Assigned task. What follows is a set of entries; retype all of them exactly.
- Opening Delimiter -
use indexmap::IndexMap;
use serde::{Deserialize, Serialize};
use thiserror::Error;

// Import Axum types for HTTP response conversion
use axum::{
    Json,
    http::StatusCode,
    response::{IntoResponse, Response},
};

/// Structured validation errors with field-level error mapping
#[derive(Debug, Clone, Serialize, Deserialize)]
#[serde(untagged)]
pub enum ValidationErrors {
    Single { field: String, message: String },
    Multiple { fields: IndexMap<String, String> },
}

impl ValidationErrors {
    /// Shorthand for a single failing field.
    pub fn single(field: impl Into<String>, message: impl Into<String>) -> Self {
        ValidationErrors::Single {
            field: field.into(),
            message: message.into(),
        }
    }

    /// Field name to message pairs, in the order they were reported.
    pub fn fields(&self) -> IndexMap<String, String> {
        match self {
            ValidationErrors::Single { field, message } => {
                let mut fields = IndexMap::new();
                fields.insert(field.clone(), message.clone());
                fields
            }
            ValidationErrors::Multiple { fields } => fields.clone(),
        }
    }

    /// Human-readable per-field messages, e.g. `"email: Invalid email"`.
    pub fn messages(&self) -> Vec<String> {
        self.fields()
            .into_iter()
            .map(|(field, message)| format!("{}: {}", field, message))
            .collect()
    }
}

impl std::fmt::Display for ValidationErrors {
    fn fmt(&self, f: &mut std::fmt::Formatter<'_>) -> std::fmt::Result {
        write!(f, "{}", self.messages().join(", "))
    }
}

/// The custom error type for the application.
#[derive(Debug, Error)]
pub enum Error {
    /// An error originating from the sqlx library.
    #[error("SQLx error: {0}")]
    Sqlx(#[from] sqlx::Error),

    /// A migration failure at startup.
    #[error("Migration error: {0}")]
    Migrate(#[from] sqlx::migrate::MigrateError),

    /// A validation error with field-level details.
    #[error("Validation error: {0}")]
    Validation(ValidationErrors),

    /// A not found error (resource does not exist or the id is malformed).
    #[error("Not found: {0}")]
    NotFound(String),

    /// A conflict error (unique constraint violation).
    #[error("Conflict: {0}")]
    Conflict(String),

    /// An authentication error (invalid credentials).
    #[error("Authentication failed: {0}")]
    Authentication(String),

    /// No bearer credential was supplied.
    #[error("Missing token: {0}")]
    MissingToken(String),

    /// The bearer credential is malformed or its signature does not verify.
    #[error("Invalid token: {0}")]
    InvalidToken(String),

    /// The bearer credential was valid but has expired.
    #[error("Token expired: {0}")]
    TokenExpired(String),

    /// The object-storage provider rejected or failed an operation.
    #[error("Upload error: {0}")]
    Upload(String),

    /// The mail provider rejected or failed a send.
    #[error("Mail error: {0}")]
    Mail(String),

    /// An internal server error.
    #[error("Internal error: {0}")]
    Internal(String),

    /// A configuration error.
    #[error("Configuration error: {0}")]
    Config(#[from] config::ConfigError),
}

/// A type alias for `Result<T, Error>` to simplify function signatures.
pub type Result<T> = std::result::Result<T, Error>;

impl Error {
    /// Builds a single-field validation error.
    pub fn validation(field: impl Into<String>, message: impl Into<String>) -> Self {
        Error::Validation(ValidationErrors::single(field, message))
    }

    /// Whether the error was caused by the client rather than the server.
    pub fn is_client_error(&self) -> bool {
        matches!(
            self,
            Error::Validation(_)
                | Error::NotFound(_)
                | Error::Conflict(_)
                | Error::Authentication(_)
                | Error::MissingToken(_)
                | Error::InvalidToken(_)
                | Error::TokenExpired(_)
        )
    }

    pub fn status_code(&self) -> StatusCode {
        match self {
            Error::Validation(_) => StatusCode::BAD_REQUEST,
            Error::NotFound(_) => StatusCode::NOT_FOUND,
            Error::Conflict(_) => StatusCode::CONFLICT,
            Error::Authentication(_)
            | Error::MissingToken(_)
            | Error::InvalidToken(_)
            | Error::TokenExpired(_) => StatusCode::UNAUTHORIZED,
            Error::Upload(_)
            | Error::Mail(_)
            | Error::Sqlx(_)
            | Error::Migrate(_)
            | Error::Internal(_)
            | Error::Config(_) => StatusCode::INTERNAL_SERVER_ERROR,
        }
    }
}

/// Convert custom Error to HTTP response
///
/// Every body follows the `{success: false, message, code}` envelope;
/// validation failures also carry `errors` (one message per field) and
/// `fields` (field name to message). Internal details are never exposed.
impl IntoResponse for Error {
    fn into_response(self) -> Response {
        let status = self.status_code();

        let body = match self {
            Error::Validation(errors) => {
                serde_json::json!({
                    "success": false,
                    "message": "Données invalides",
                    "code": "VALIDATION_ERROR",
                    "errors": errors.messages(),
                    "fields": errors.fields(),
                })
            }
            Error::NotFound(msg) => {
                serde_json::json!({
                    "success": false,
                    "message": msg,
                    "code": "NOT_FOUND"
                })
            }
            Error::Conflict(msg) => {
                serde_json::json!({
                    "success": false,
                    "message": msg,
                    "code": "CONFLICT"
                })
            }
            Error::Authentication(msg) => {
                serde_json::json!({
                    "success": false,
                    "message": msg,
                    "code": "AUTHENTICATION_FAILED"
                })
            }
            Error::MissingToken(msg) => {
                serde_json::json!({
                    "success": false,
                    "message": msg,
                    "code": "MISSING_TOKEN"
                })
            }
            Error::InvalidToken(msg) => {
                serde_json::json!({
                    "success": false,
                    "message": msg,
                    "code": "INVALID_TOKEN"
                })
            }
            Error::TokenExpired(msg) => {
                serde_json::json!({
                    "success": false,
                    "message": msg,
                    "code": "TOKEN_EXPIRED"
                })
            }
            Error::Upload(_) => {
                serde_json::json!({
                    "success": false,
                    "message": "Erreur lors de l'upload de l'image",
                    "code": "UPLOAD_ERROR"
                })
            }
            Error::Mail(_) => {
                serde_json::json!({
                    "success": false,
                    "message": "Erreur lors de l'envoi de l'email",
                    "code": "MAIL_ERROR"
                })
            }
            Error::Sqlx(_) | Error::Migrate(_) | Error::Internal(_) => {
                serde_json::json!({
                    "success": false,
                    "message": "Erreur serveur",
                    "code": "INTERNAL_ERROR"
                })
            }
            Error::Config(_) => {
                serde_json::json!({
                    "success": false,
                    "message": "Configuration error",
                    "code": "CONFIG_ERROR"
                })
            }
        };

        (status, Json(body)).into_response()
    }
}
- Closing Delimiter -
Task response.
use indexmap::IndexMap;
use serde::{Deserialize, Serialize};
use thiserror::Error;

// Import Axum types for HTTP response conversion
use axum::{
    Json,
    http::StatusCode,
    response::{IntoResponse, Response},
};

/// Structured validation errors with field-level error mapping
#[derive(Debug, Clone, Serialize, Deserialize)]
#[serde(untagged)]
pub enum ValidationErrors {
    Single { field: String, message: String },
    Multiple { fields: IndexMap<String, String> },
}

impl ValidationErrors {
    /// Shorthand for a single failing field.
    pub fn single(field: impl Into<String>, message: impl Into<String>) -> Self {
        ValidationErrors::Single {
            field: field.into(),
            message: message.into(),
        }
    }

    /// Field name to message pairs, in the order they were reported.
    pub fn fields(&self) -> IndexMap<String, String> {
        match self {
            ValidationErrors::Single { field, message } => {
                let mut fields = IndexMap::new();
                fields.insert(field.clone(), message.clone());
                fields
            }
            ValidationErrors::Multiple { fields } => fields.clone(),
        }
    }

    /// Human-readable per-field messages, e.g. `"email: Invalid email"`.
    pub fn messages(&self) -> Vec<String> {
        self.fields()
            .into_iter()
            .map(|(field, message)| format!("{}: {}", field, message))
            .collect()
    }
}

impl std::fmt::Display for ValidationErrors {
    fn fmt(&self, f: &mut std::fmt::Formatter<'_>) -> std::fmt::Result {
        write!(f, "{}", self.messages().join(", "))
    }
}

/// The custom error type for the application.
#[derive(Debug, Error)]
pub enum Error {
    /// An error originating from the sqlx library.
    #[error("SQLx error: {0}")]
    Sqlx(#[from] sqlx::Error),

    /// A migration failure at startup.
    #[error("Migration error: {0}")]
    Migrate(#[from] sqlx::migrate::MigrateError),

    /// A validation error with field-level details.
    #[error("Validation error: {0}")]
    Validation(ValidationErrors),

    /// A not found error (resource does not exist or the id is malformed).
    #[error("Not found: {0}")]
    NotFound(String),

    /// A conflict error (unique constraint violation).
    #[error("Conflict: {0}")]
    Conflict(String),

    /// An authentication error (invalid credentials).
    #[error("Authentication failed: {0}")]
    Authentication(String),

    /// No bearer credential was supplied.
    #[error("Missing token: {0}")]
    MissingToken(String),

    /// The bearer credential is malformed or its signature does not verify.
    #[error("Invalid token: {0}")]
    InvalidToken(String),

    /// The bearer credential was valid but has expired.
    #[error("Token expired: {0}")]
    TokenExpired(String),

    /// The object-storage provider rejected or failed an operation.
    #[error("Upload error: {0}")]
    Upload(String),

    /// The mail provider rejected or failed a send.
    #[error("Mail error: {0}")]
    Mail(String),

    /// An internal server error.
    #[error("Internal error: {0}")]
    Internal(String),

    /// A configuration error.
    #[error("Configuration error: {0}")]
    Config(#[from] config::ConfigError),
}

/// A type alias for `Result<T, Error>` to simplify function signatures.
pub type Result<T> = std::result::Result<T, Error>;

impl Error {
    /// Builds a single-field validation error.
    pub fn validation(field: impl Into<String>, message: impl Into<String>) -> Self {
        Error::Validation(ValidationErrors::single(field, message))
    }

    /// Whether the error was caused by the client rather than the server.
    pub fn is_client_error(&self) -> bool {
        matches!(
            self,
            Error::Validation(_)
                | Error::NotFound(_)
                | Error::Conflict(_)
                | Error::Authentication(_)
                | Error::MissingToken(_)
                | Error::InvalidToken(_)
                | Error::TokenExpired(_)
        )
    }

    pub fn status_code(&self) -> StatusCode {
        match self {
            Error::Validation(_) => StatusCode::BAD_REQUEST,
            Error::NotFound(_) => StatusCode::NOT_FOUND,
            Error::Conflict(_) => StatusCode::CONFLICT,
            Error::Authentication(_)
            | Error::MissingToken(_)
            | Error::InvalidToken(_)
            | Error::TokenExpired(_) => StatusCode::UNAUTHORIZED,
            Error::Upload(_)
            | Error::Mail(_)
            | Error::Sqlx(_)
            | Error::Migrate(_)
            | Error::Internal(_)
            | Error::Config(_) => StatusCode::INTERNAL_SERVER_ERROR,
        }
    }
}

/// Convert custom Error to HTTP response
///
/// Every body follows the `{success: false, message, code}` envelope;
/// validation failures also carry `errors` (one message per field) and
/// `fields` (field name to message). Internal details are never exposed.
impl IntoResponse for Error {
    fn into_response(self) -> Response {
        let status = self.status_code();

        let body = match self {
            Error::Validation(errors) => {
                serde_json::json!({
                    "success": false,
                    "message": "Données invalides",
                    "code": "VALIDATION_ERROR",
                    "errors": errors.messages(),
                    "fields": errors.fields(),
                })
            }
            Error::NotFound(msg) => {
                serde_json::json!({
                    "success": false,
                    "message": msg,
                    "code": "NOT_FOUND"
                })
            }
            Error::Conflict(msg) => {
                serde_json::json!({
                    "success": false,
                    "message": msg,
                    "code": "CONFLICT"
                })
            }
            Error::Authentication(msg) => {
                serde_json::json!({
                    "success": false,
                    "message": msg,
                    "code": "AUTHENTICATION_FAILED"
                })
            }
            Error::MissingToken(msg) => {
                serde_json::json!({
                    "success": false,
                    "message": msg,
                    "code": "MISSING_TOKEN"
                })
            }
            Error::InvalidToken(msg) => {
                serde_json::json!({
                    "success": false,
                    "message": msg,
                    "code": "INVALID_TOKEN"
                })
            }
            Error::TokenExpired(msg) => {
                serde_json::json!({
                    "success": false,
                    "message": msg,
                    "code": "TOKEN_EXPIRED"
                })
            }
            Error::Upload(_) => {
                serde_json::json!({
                    "success": false,
                    "message": "Erreur lors de l'upload de l'image",
                    "code": "UPLOAD_ERROR"
                })
            }
            Error::Mail(_) => {
                serde_json::json!({
                    "success": false,
                    "message": "Erreur lors de l'envoi de l'email",
                    "code": "MAIL_ERROR"
                })
            }
            Error::Sqlx(_) | Error::Migrate(_) | Error::Internal(_) => {
                serde_json::json!({
                    "success": false,
                    "message": "Erreur serveur",
                    "code": "INTERNAL_ERROR"
                })
            }
            Error::Config(_) => {
                serde_json::json!({
                    "success": false,
                    "message": "Configuration error",
                    "code": "CONFIG_ERROR"
                })
            }
        };

        (status, Json(body)).into_response()
    }
}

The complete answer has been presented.